De nos jours, en août, dans une banlieue deshéritée...

Sujet

Une rue que ses habitants n'appellent plus autrement que "la rue", comme ils disent "la ville" ou encore "le quartier", après avoir jeté l'emballage des noms propres inutiles. Une rue près d'un terrain vague dans un quartier appelé à disparaître. Un jour une Pontiac grise se gare devant l'unique bistrot et un homme aux mains gainées de mitaines en cuir noir en descend.
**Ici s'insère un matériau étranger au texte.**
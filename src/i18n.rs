// ==========================================
// Internationalization (i18n) module
// ==========================================
// Uses rust-i18n. Norwegian Bokmål (default) and English.
// Note: the rust_i18n::i18n! macro is initialized in lib.rs.
// ==========================================

/// Current locale.
pub fn current_locale() -> String {
    rust_i18n::locale().to_string()
}

/// Set the locale.
///
/// # Arguments
/// - locale: language code ("nb-NO" or "en")
pub fn set_locale(locale: &str) {
    rust_i18n::set_locale(locale);
}

/// Translate a message (no arguments).
///
/// # Example
/// ```no_run
/// use hms_manager::i18n::t;
/// let msg = t("common.success");
/// ```
pub fn t(key: &str) -> String {
    rust_i18n::t!(key).to_string()
}

/// Translate a message with arguments.
///
/// # Example
/// ```no_run
/// use hms_manager::i18n::t_with_args;
/// let msg = t_with_args("import.file_not_found", &[("path", "/tmp/liste.csv")]);
/// ```
pub fn t_with_args(key: &str, args: &[(&str, &str)]) -> String {
    let mut result = rust_i18n::t!(key).to_string();
    for (k, v) in args {
        let placeholder = format!("%{{{}}}", k);
        result = result.replace(&placeholder, v);
    }
    result
}
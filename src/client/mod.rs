//! Blocking client for the server protocol.

use std::collections::BTreeMap;
use std::io::{self, BufReader, BufWriter, Write};
use std::net::{TcpStream, ToSocketAddrs};

use thiserror::Error;

use crate::catalog::CollectionKind;
use crate::collections::{Key, KeyElement};
use crate::iterator::IterHandle;
use crate::protocol::{ProtocolError, Request, Response, read_message, write_message};

#[derive(Debug, Error)]
pub enum ClientError {
    #[error("IO error: {0}")]
    IoError(#[from] io::Error),

    #[error("Protocol error: {0}")]
    Protocol(#[from] ProtocolError),

    #[error("Server closed the connection")]
    Disconnected,

    /// The server rejected the request; the text is `<ErrorKind>: <message>`
    #[error("{0}")]
    Server(String),

    #[error("Unexpected response: {0:?}")]
    UnexpectedResponse(Response),
}

pub type ClientResult<T> = Result<T, ClientError>;

pub struct Client {
    reader: BufReader<TcpStream>,
    writer: BufWriter<TcpStream>,
}

macro_rules! expect_response {
    ($response:expr, $pattern:pat => $value:expr) => {
        match $response {
            $pattern => Ok($value),
            other => Err(ClientError::UnexpectedResponse(other)),
        }
    };
}

impl Client {
    pub fn connect<A: ToSocketAddrs>(addr: A) -> ClientResult<Self> {
        let stream = TcpStream::connect(addr)?;
        stream.set_nodelay(true)?;
        Ok(Self {
            reader: BufReader::new(stream.try_clone()?),
            writer: BufWriter::new(stream),
        })
    }

    /// Send one request and wait for its response. Error responses are
    /// returned as responses, not as `Err`.
    pub fn request(&mut self, request: &Request) -> ClientResult<Response> {
        write_message(&mut self.writer, request)?;
        self.writer.flush()?;
        read_message(&mut self.reader)?.ok_or(ClientError::Disconnected)
    }

    fn call(&mut self, request: Request) -> ClientResult<Response> {
        match self.request(&request)? {
            Response::Error(message) => Err(ClientError::Server(message)),
            response => Ok(response),
        }
    }

    fn call_ok(&mut self, request: Request) -> ClientResult<()> {
        expect_response!(self.call(request)?, Response::Ok => ())
    }

    pub fn list(&mut self) -> ClientResult<BTreeMap<String, CollectionKind>> {
        expect_response!(self.call(Request::List)?, Response::Collections(c) => c)
    }

    pub fn item_create(&mut self, name: &str) -> ClientResult<()> {
        self.call_ok(Request::ItemCreate { name: name.into() })
    }

    pub fn item_get(&mut self, name: &str) -> ClientResult<Vec<u8>> {
        expect_response!(self.call(Request::ItemGet { name: name.into() })?, Response::Bytes(b) => b)
    }

    pub fn item_set(&mut self, name: &str, value: &[u8]) -> ClientResult<()> {
        self.call_ok(Request::ItemSet {
            name: name.into(),
            value: value.to_vec(),
        })
    }

    pub fn hash_create(&mut self, name: &str) -> ClientResult<()> {
        self.call_ok(Request::HashCreate { name: name.into() })
    }

    pub fn hash_get(&mut self, name: &str, key: &[u8]) -> ClientResult<Option<Vec<u8>>> {
        let request = Request::HashGet {
            name: name.into(),
            key: key.to_vec(),
        };
        expect_response!(self.call(request)?, Response::OptionalBytes(b) => b)
    }

    pub fn hash_set(&mut self, name: &str, key: &[u8], value: &[u8]) -> ClientResult<()> {
        self.call_ok(Request::HashSet {
            name: name.into(),
            key: key.to_vec(),
            value: value.to_vec(),
        })
    }

    pub fn hash_delete(&mut self, name: &str, key: &[u8]) -> ClientResult<()> {
        self.call_ok(Request::HashDelete {
            name: name.into(),
            key: key.to_vec(),
        })
    }

    pub fn hash_iter(&mut self, name: &str) -> ClientResult<IterHandle> {
        expect_response!(self.call(Request::HashIter { name: name.into() })?, Response::Iter(i) => i)
    }

    pub fn hash_iter_next(&mut self, iter: IterHandle) -> ClientResult<Option<(Vec<u8>, Vec<u8>)>> {
        expect_response!(self.call(Request::HashIterNext { iter })?, Response::Pair(p) => p)
    }

    pub fn list_create(&mut self, name: &str) -> ClientResult<()> {
        self.call_ok(Request::ListCreate { name: name.into() })
    }

    pub fn list_get(&mut self, name: &str, index: i64) -> ClientResult<Vec<u8>> {
        let request = Request::ListGet {
            name: name.into(),
            index,
        };
        expect_response!(self.call(request)?, Response::Bytes(b) => b)
    }

    /// Insert before `index`, or append when `index` is `None`
    pub fn list_insert(&mut self, name: &str, index: Option<i64>, value: &[u8]) -> ClientResult<()> {
        self.call_ok(Request::ListInsert {
            name: name.into(),
            index,
            value: value.to_vec(),
        })
    }

    /// Remove and return the value at `index`, or the last one
    pub fn list_delete(&mut self, name: &str, index: Option<i64>) -> ClientResult<Vec<u8>> {
        let request = Request::ListDelete {
            name: name.into(),
            index,
        };
        expect_response!(self.call(request)?, Response::Bytes(b) => b)
    }

    pub fn list_size(&mut self, name: &str) -> ClientResult<u64> {
        expect_response!(self.call(Request::ListSize { name: name.into() })?, Response::Size(s) => s)
    }

    pub fn sorted_create(&mut self, name: &str) -> ClientResult<()> {
        self.call_ok(Request::SortedCreate { name: name.into() })
    }

    pub fn sorted_get(&mut self, name: &str, prefix: &[KeyElement]) -> ClientResult<Vec<(Key, Vec<u8>)>> {
        let request = Request::SortedGet {
            name: name.into(),
            key: prefix.to_vec(),
        };
        expect_response!(self.call(request)?, Response::Pairs(p) => p)
    }

    pub fn sorted_insert(&mut self, name: &str, key: &[KeyElement], value: &[u8]) -> ClientResult<()> {
        self.call_ok(Request::SortedInsert {
            name: name.into(),
            key: key.to_vec(),
            value: value.to_vec(),
        })
    }

    pub fn sorted_delete(&mut self, name: &str, key: &[KeyElement]) -> ClientResult<()> {
        self.call_ok(Request::SortedDelete {
            name: name.into(),
            key: key.to_vec(),
        })
    }
}
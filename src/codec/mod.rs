//! Little-endian binary encoding for the records stored in pages.
//!
//! Every collection node, bucket and header is a [`Record`]: it writes itself
//! field by field into an [`Encoder`] and reads itself back from a
//! [`Decoder`]. Variable-length fields carry a `u32` length prefix.

mod error;

pub use error::{DecodeError, DecodeResult};

/// Accumulates the bytes of one record
#[derive(Debug, Default)]
pub struct Encoder {
    buf: Vec<u8>,
}

impl Encoder {
    pub fn new() -> Self {
        Self::default()
    }

    pub fn put_u8(&mut self, value: u8) {
        self.buf.push(value);
    }

    pub fn put_u32(&mut self, value: u32) {
        self.buf.extend_from_slice(&value.to_le_bytes());
    }

    pub fn put_u64(&mut self, value: u64) {
        self.buf.extend_from_slice(&value.to_le_bytes());
    }

    pub fn put_i64(&mut self, value: i64) {
        self.buf.extend_from_slice(&value.to_le_bytes());
    }

    pub fn put_f64(&mut self, value: f64) {
        self.buf.extend_from_slice(&value.to_le_bytes());
    }

    /// Length-prefixed byte string
    pub fn put_bytes(&mut self, bytes: &[u8]) {
        self.put_u32(bytes.len() as u32);
        self.buf.extend_from_slice(bytes);
    }

    /// Element count of a sequence that follows
    pub fn put_len(&mut self, len: usize) {
        self.put_u32(len as u32);
    }

    pub fn len(&self) -> usize {
        self.buf.len()
    }

    pub fn is_empty(&self) -> bool {
        self.buf.is_empty()
    }

    pub fn finish(self) -> Vec<u8> {
        self.buf
    }
}

/// Reads the fields of one record in order
pub struct Decoder<'a> {
    buf: &'a [u8],
    offset: usize,
}

impl<'a> Decoder<'a> {
    pub fn new(buf: &'a [u8]) -> Self {
        Self { buf, offset: 0 }
    }

    fn take(&mut self, len: usize) -> DecodeResult<&'a [u8]> {
        let end = self
            .offset
            .checked_add(len)
            .filter(|end| *end <= self.buf.len())
            .ok_or(DecodeError::UnexpectedEnd {
                offset: self.offset,
                wanted: len,
            })?;
        let bytes = &self.buf[self.offset..end];
        self.offset = end;
        Ok(bytes)
    }

    fn take_array<const N: usize>(&mut self) -> DecodeResult<[u8; N]> {
        let mut array = [0u8; N];
        array.copy_from_slice(self.take(N)?);
        Ok(array)
    }

    pub fn get_u8(&mut self) -> DecodeResult<u8> {
        Ok(self.take(1)?[0])
    }

    pub fn get_u32(&mut self) -> DecodeResult<u32> {
        Ok(u32::from_le_bytes(self.take_array()?))
    }

    pub fn get_u64(&mut self) -> DecodeResult<u64> {
        Ok(u64::from_le_bytes(self.take_array()?))
    }

    pub fn get_i64(&mut self) -> DecodeResult<i64> {
        Ok(i64::from_le_bytes(self.take_array()?))
    }

    pub fn get_f64(&mut self) -> DecodeResult<f64> {
        Ok(f64::from_le_bytes(self.take_array()?))
    }

    pub fn get_bytes(&mut self) -> DecodeResult<Vec<u8>> {
        let len = self.get_u32()? as usize;
        Ok(self.take(len)?.to_vec())
    }

    pub fn get_string(&mut self) -> DecodeResult<String> {
        String::from_utf8(self.get_bytes()?).map_err(|_| DecodeError::InvalidUtf8)
    }

    /// Element count of a sequence that follows. Each element takes at least
    /// one byte, so a count larger than what is left is corrupt.
    pub fn get_len(&mut self) -> DecodeResult<usize> {
        let len = self.get_u32()? as usize;
        if len > self.remaining() {
            return Err(DecodeError::UnexpectedEnd {
                offset: self.offset,
                wanted: len,
            });
        }
        Ok(len)
    }

    pub fn remaining(&self) -> usize {
        self.buf.len() - self.offset
    }
}

/// A value with a fixed binary layout in a page
pub trait Record: Sized {
    fn encode(&self, encoder: &mut Encoder);

    fn decode(decoder: &mut Decoder<'_>) -> DecodeResult<Self>;

    fn to_bytes(&self) -> Vec<u8> {
        let mut encoder = Encoder::new();
        self.encode(&mut encoder);
        encoder.finish()
    }

    fn from_bytes(bytes: &[u8]) -> DecodeResult<Self> {
        Self::decode(&mut Decoder::new(bytes))
    }
}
Dans la voiture, trois ou quatre hommes, des types à se balader avec des manches de pioche, des fusils, qui rigolent quand on leur parle des flics, qui entrent dans les bars et tabassent à tour de bras quand et qui ça leur chante. Ils sont à la recherche d'une fille. Elle leur a échappé. Quelqu'un de la rue l'a aidée. Alors ils répandent la terreur. Qui osera les affronter dans cette rue perdue d'un quartier oublié ? Un roman noir qui a la limpidité d'un western et la rigueur d'une tragédie classique. (4ème de couverture, 2003).

 

Éditions

  • 1ère édition, 2000
  • Publication en feuilleton.
  • in L'Humanité, quotidien, Paris.
  • Du 10 juillet 2000 jusqu'au .. août 2000.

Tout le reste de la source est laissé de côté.